[EXERCISE MATERIAL]

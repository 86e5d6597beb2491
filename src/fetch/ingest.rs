//! Content ingestion

use super::client::DocumentSource;

/// Shown in place of a document that could not be fetched
pub const PLACEHOLDER_PARAGRAPHS: [&str; 2] = [
    "문서를 불러오는데 실패했습니다.",
    "잠시 후 다시 시도해주세요.",
];

/// Split plain text into paragraphs, one per line, dropping blank lines
pub fn split_paragraphs(text: &str) -> Vec<String> {
    text.lines()
        .filter(|line| !line.trim().is_empty())
        .map(str::to_string)
        .collect()
}

pub fn placeholder_paragraphs() -> Vec<String> {
    PLACEHOLDER_PARAGRAPHS.iter().map(|p| p.to_string()).collect()
}

/// Fetch `url` and split it into paragraphs.
///
/// Fetch failures are logged and replaced with the placeholder paragraphs.
pub async fn load_paragraphs(source: &dyn DocumentSource, url: &str) -> Vec<String> {
    match source.fetch_text(url).await {
        Ok(text) => split_paragraphs(&text),
        Err(e) => {
            tracing::warn!("Failed to fetch document content from {}: {}", url, e);
            placeholder_paragraphs()
        }
    }
}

[/EXERCISE MATERIAL]

Check each line of the records above for "collect", and copy those that have it.

*REPLY:*
        .collect()
    PLACEHOLDER_PARAGRAPHS.iter().map(|p| p.to_string()).collect()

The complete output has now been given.